Retype, exactly as they appear below, the lines between the line holding "let mut active = self.active.lock();" and the line holding "let (settled_tx, settled_rx)", both ends included.

[EXCERPTED DATA Boundary: Start]

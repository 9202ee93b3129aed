#![forbid(unsafe_code)]

//! Session: cache short-circuit, request lifecycle, cancellation scope.

use std::{
    marker::PhantomData,
    sync::{
        Arc,
        atomic::{AtomicU64, Ordering},
    },
};

use exegete_cache::{ExpiringCache, MemoryStore};
use exegete_net::{HttpClient, Net};
use exegete_wire::StreamKey;
use parking_lot::Mutex;
use tokio::sync::{broadcast, watch};
use tokio_util::sync::CancellationToken;
use tracing::{debug, warn};
use url::Url;

use crate::{
    config::SessionConfig,
    error::{SessionError, SessionResult},
    events::{EventSink, SessionEvent},
    outcome::{Outcome, SettledFn, UpdateFn},
    profile::DocumentProfile,
    runner,
};

/// One consumer of document streams.
///
/// Owns at most one live request: opening a new request supersedes (cancels)
/// the outstanding one, so two writers never mutate the same exposed state.
/// Dropping the session cancels the outstanding transfer.
///
/// Sessions do not deduplicate identical-key requests across instances; the
/// cache is last-writer-wins in that case.
pub struct DocumentSession<P: DocumentProfile, N: Net = HttpClient> {
    config: SessionConfig,
    net: Arc<N>,
    cache: Arc<ExpiringCache<P::Document>>,
    events_tx: broadcast::Sender<SessionEvent>,
    active: Arc<Mutex<Option<ActiveRequest>>>,
    next_request_id: AtomicU64,
    cancel: CancellationToken,
    _profile: PhantomData<fn() -> P>,
}

struct ActiveRequest {
    id: u64,
    key: StreamKey,
    token: CancellationToken,
}

impl<P: DocumentProfile> DocumentSession<P> {
    /// Create a session backed by a fresh [`HttpClient`].
    #[must_use]
    pub fn new(config: SessionConfig) -> Self {
        let net = HttpClient::new(config.net.clone());
        Self::with_net(config, net)
    }
}

impl<P: DocumentProfile, N: Net + 'static> DocumentSession<P, N> {
    /// Create a session over a caller-supplied transport.
    pub fn with_net(config: SessionConfig, net: N) -> Self {
        let cache = ExpiringCache::with_ttl(MemoryStore::new(), config.ttl);
        Self::with_parts(config, net, cache)
    }

    /// Create a session over a caller-supplied transport and cache instance.
    pub fn with_parts(
        config: SessionConfig,
        net: N,
        cache: ExpiringCache<P::Document>,
    ) -> Self {
        let events_tx = config.events_tx.clone().unwrap_or_else(|| {
            let (tx, _) = broadcast::channel(config.events_channel_capacity.max(1));
            tx
        });
        // Child of the caller's token, so tearing down the session never
        // cancels the caller's wider scope.
        let cancel = match &config.cancel {
            Some(token) => token.child_token(),
            None => CancellationToken::new(),
        };

        Self {
            config,
            net: Arc::new(net),
            cache: Arc::new(cache),
            events_tx,
            active: Arc::new(Mutex::new(None)),
            next_request_id: AtomicU64::new(0),
            cancel,
            _profile: PhantomData,
        }
    }

    /// Subscribe to session events.
    #[must_use]
    pub fn subscribe(&self) -> broadcast::Receiver<SessionEvent> {
        self.events_tx.subscribe()
    }

    /// The cache this session reads and writes.
    #[must_use]
    pub fn cache(&self) -> &ExpiringCache<P::Document> {
        &self.cache
    }

    /// Request the document for `key`.
    ///
    /// An unexpired cache hit settles synchronously with `Resolved` and opens
    /// no stream. Otherwise the outstanding request (if any) is cancelled
    /// first, then a transfer is spawned: `on_update` receives live snapshots
    /// while it streams and `on_settled` receives exactly one terminal
    /// [`Outcome`].
    pub fn open(
        &self,
        key: StreamKey,
        on_update: UpdateFn,
        on_settled: SettledFn<P::Document>,
    ) -> RequestHandle {
        let events = EventSink::new(&key, self.events_tx.clone());

        if let Some(document) = self.cache.lookup(&key) {
            debug!(key = %key, "cache hit, no stream opened");
            events.send(|key| SessionEvent::CacheHit { key });
            on_settled(Outcome::Resolved(document));
            return RequestHandle::pre_settled();
        }

        let token = self.cancel.child_token();
        let request_id = self.next_request_id.fetch_add(1, Ordering::Relaxed);
        {
            let mut active = self.active.lock();
            if let Some(previous) = active.take() {
                debug!(key = %previous.key, "superseding outstanding request");
                previous.token.cancel();
            }
            *active = Some(ActiveRequest {
                id: request_id,
                key: key.clone(),
                token: token.clone(),
            });
        }

        let (settled_tx, settled_rx) = watch::channel(false);
        let url = request_url::<P>(&self.config.base_url, &key);
        let net = Arc::clone(&self.net);
        let cache = Arc::clone(&self.cache);
        let active = Arc::clone(&self.active);
        let task_token = token.clone();

        tokio::spawn(async move {
            let outcome =
                run_request::<P, N>(net.as_ref(), url, &key, &task_token, &on_update, &events)
                    .await;

            // A cancellation that raced with a failure settles as Aborted;
            // a complete that already won stays Resolved.
            let outcome = match outcome {
                Outcome::Resolved(document) => {
                    cache.write(&key, &document);
                    Outcome::Resolved(document)
                }
                _ if task_token.is_cancelled() => Outcome::Aborted,
                outcome => outcome,
            };

            {
                let mut active = active.lock();
                if active.as_ref().is_some_and(|request| request.id == request_id) {
                    *active = None;
                }
            }

            match &outcome {
                Outcome::Resolved(_) => events.send(|key| SessionEvent::Resolved { key }),
                Outcome::Failed(error) => events.send(|key| SessionEvent::Failed {
                    key,
                    error: error.clone(),
                }),
                Outcome::Aborted => events.send(|key| SessionEvent::Aborted { key }),
            }
            on_settled(outcome);
            let _ = settled_tx.send(true);
        });

        RequestHandle {
            token,
            settled: settled_rx,
        }
    }
}

impl<P: DocumentProfile, N: Net> Drop for DocumentSession<P, N> {
    fn drop(&mut self) {
        // Tearing down the consumer cancels the outstanding transfer.
        self.cancel.cancel();
    }
}

async fn run_request<P: DocumentProfile, N: Net>(
    net: &N,
    url: SessionResult<Url>,
    key: &StreamKey,
    cancel: &CancellationToken,
    on_update: &UpdateFn,
    events: &EventSink,
) -> Outcome<P::Document> {
    let url = match url {
        Ok(url) => url,
        Err(err) => return Outcome::Failed(err.to_string()),
    };

    events.send(|key| SessionEvent::Started { key });
    debug!(key = %key, url = %url, "opening document stream");

    let opened = tokio::select! {
        biased;
        _ = cancel.cancelled() => return Outcome::Aborted,
        opened = net.stream(url, None) => opened,
    };
    let stream = match opened {
        Ok(stream) => stream,
        Err(err) => {
            if cancel.is_cancelled() {
                return Outcome::Aborted;
            }
            warn!(key = %key, error = %err, "transport failure opening stream");
            return Outcome::Failed(SessionError::Net(err).to_string());
        }
    };

    runner::drive::<P::Document>(stream, cancel, P::SECTIONS, on_update, events).await
}

fn request_url<P: DocumentProfile>(base: &Url, key: &StreamKey) -> SessionResult<Url> {
    let mut url = base.clone();
    {
        let mut segments = url
            .path_segments_mut()
            .map_err(|_| SessionError::InvalidBaseUrl(base.to_string()))?;
        segments.pop_if_empty();
        for part in P::request_path(key) {
            segments.push(&part);
        }
    }
    Ok(url)
}

/// Handle to one opened request.
///
/// Cancellation is cooperative and idempotent: calling [`cancel`] twice, or
/// after natural settlement, has no effect and triggers no further callbacks.
///
/// [`cancel`]: RequestHandle::cancel
#[derive(Debug, Clone)]
pub struct RequestHandle {
    token: CancellationToken,
    settled: watch::Receiver<bool>,
}

impl RequestHandle {
    /// Handle for a request that settled synchronously (cache hit).
    fn pre_settled() -> Self {
        let (_, settled) = watch::channel(true);
        Self {
            token: CancellationToken::new(),
            settled,
        }
    }

    /// Signal the transfer to stop producing; the request settles `Aborted`.
    pub fn cancel(&self) {
        self.token.cancel();
    }

    /// Whether the terminal outcome has been delivered.
    #[must_use]
    pub fn is_settled(&self) -> bool {
        *self.settled.borrow()
    }

    /// Wait until the terminal outcome has been delivered.
    pub async fn settled(&self) {
        let mut settled = self.settled.clone();
        loop {
            if *settled.borrow_and_update() {
                return;
            }
            if settled.changed().await.is_err() {
                return;
            }
        }
    }
}
#![forbid(unsafe_code)]

use std::time::Duration;

use exegete_cache::DEFAULT_TTL;
use exegete_net::NetOptions;
use tokio::sync::broadcast;
use tokio_util::sync::CancellationToken;
use url::Url;

use crate::events::SessionEvent;

/// Configuration for a document session.
///
/// Used with `DocumentSession::<Profile>::new(config)`.
#[derive(Clone, Debug)]
pub struct SessionConfig {
    /// Base URL the profile's request path is appended to.
    pub base_url: Url,
    /// Network configuration.
    pub net: NetOptions,
    /// Cache entry lifetime.
    pub ttl: Duration,
    /// Cancellation token for graceful teardown of the whole session scope.
    pub cancel: Option<CancellationToken>,
    /// Events broadcast sender (optional - if not provided, one is created internally).
    pub events_tx: Option<broadcast::Sender<SessionEvent>>,
    /// Capacity of the events broadcast channel (used when events_tx is not provided).
    pub events_channel_capacity: usize,
}

impl Default for SessionConfig {
    fn default() -> Self {
        Self {
            base_url: Url::parse("http://127.0.0.1:8000/").expect("valid default URL"),
            net: NetOptions::default(),
            ttl: DEFAULT_TTL,
            cancel: None,
            events_tx: None,
            events_channel_capacity: 32,
        }
    }
}

impl SessionConfig {
    /// Create a new session config with a base URL.
    pub fn new(base_url: Url) -> Self {
        Self {
            base_url,
            ..Self::default()
        }
    }

    /// Set network options.
    pub fn with_net(mut self, net: NetOptions) -> Self {
        self.net = net;
        self
    }

    /// Set the cache entry lifetime.
    pub fn with_ttl(mut self, ttl: Duration) -> Self {
        self.ttl = ttl;
        self
    }

    /// Set the cache entry lifetime in whole days.
    pub fn with_ttl_days(mut self, days: u64) -> Self {
        self.ttl = Duration::from_secs(days * 24 * 60 * 60);
        self
    }

    /// Set cancellation token.
    pub fn with_cancel(mut self, cancel: CancellationToken) -> Self {
        self.cancel = Some(cancel);
        self
    }

    /// Set events broadcast sender.
    pub fn with_events(mut self, events_tx: broadcast::Sender<SessionEvent>) -> Self {
        self.events_tx = Some(events_tx);
        self
    }

    /// Set events broadcast channel capacity.
    pub fn with_events_channel_capacity(mut self, capacity: usize) -> Self {
        self.events_channel_capacity = capacity;
        self
    }
}
#![forbid(unsafe_code)]

use std::{borrow::Borrow, fmt};

use serde::{Deserialize, Serialize};

/// Identifier for one named region of a document.
///
/// Section names are case-sensitive (the backend emits them verbatim, e.g.
/// `WordHeader`); only surrounding whitespace is trimmed.
#[derive(Debug, Clone, PartialEq, Eq, Hash, Serialize, Deserialize)]
#[serde(transparent)]
pub struct SectionId(String);

impl SectionId {
    pub fn new<S: Into<String>>(name: S) -> Self {
        Self(name.into().trim().to_string())
    }

    #[must_use]
    pub fn as_str(&self) -> &str {
        &self.0
    }
}

impl From<&str> for SectionId {
    fn from(name: &str) -> Self {
        Self::new(name)
    }
}

impl Borrow<str> for SectionId {
    fn borrow(&self) -> &str {
        &self.0
    }
}

impl fmt::Display for SectionId {
    fn fmt(&self, f: &mut fmt::Formatter<'_>) -> fmt::Result {
        f.write_str(&self.0)
    }
}

/// Composite request identifier: document class plus positional coordinates
/// (book, chapter, verse, word, …).
///
/// Every part is normalized on construction (trimmed, lowercased, inner
/// whitespace collapsed to `-`). The normalized rendering
/// `class-coord-coord-…` serves as both the cache key and the request
/// correlator.
#[derive(Debug, Clone, PartialEq, Eq, Hash)]
pub struct StreamKey {
    class: String,
    coords: Vec<String>,
    rendered: String,
}

impl StreamKey {
    pub fn new<C, I, S>(class: C, coords: I) -> Self
    where
        C: AsRef<str>,
        I: IntoIterator<Item = S>,
        S: AsRef<str>,
    {
        let class = normalize_part(class.as_ref());
        let coords: Vec<String> = coords
            .into_iter()
            .map(|part| normalize_part(part.as_ref()))
            .collect();

        let mut rendered = class.clone();
        for coord in &coords {
            rendered.push('-');
            rendered.push_str(coord);
        }

        Self {
            class,
            coords,
            rendered,
        }
    }

    /// Document class, e.g. `word-analysis`.
    #[must_use]
    pub fn class(&self) -> &str {
        &self.class
    }

    /// Normalized positional coordinates, in order.
    #[must_use]
    pub fn coords(&self) -> &[String] {
        &self.coords
    }

    /// Normalized rendering used as the cache key.
    #[must_use]
    pub fn as_str(&self) -> &str {
        &self.rendered
    }
}

impl fmt::Display for StreamKey {
    fn fmt(&self, f: &mut fmt::Formatter<'_>) -> fmt::Result {
        f.write_str(&self.rendered)
    }
}

fn normalize_part(part: &str) -> String {
    part.split_whitespace()
        .map(str::to_lowercase)
        .collect::<Vec<_>>()
        .join("-")
}

#[cfg(test)]
mod tests {
    use rstest::rstest;

    use super::*;

    #[rstest]
    #[case::plain(vec!["GEN", "1", "ESV"], "passage-gen-1-esv")]
    #[case::whitespace(vec![" Gen ", "1", "  esv"], "passage-gen-1-esv")]
    #[case::inner_whitespace(vec!["1 Kings", "2"], "passage-1-kings-2")]
    fn key_is_normalized(#[case] coords: Vec<&str>, #[case] expected: &str) {
        let key = StreamKey::new("Passage", coords);
        assert_eq!(key.as_str(), expected);
    }

    #[rstest]
    fn equal_after_normalization() {
        let a = StreamKey::new("strongs", ["GEN", "1", "1", "Beginning "]);
        let b = StreamKey::new("Strongs", ["gen", "1", "1", "beginning"]);
        assert_eq!(a, b);
        assert_eq!(a.as_str(), b.as_str());
    }

    #[rstest]
    fn coords_are_preserved_in_order() {
        let key = StreamKey::new("chapter-context", ["Exo", "20"]);
        assert_eq!(key.class(), "chapter-context");
        assert_eq!(key.coords(), ["exo", "20"]);
    }

    #[rstest]
    fn section_id_trims_but_keeps_case() {
        let id = SectionId::new("  WordHeader ");
        assert_eq!(id.as_str(), "WordHeader");
    }
}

[EXCERPTED DATA Boundary: End]

RESPONSE AREA:
            let mut active = self.active.lock();
            if let Some(previous) = active.take() {
                debug!(key = %previous.key, "superseding outstanding request");
                previous.token.cancel();
            }
            *active = Some(ActiveRequest {
                id: request_id,
                key: key.clone(),
                token: token.clone(),
            });
        }

        let (settled_tx, settled_rx) = watch::channel(false);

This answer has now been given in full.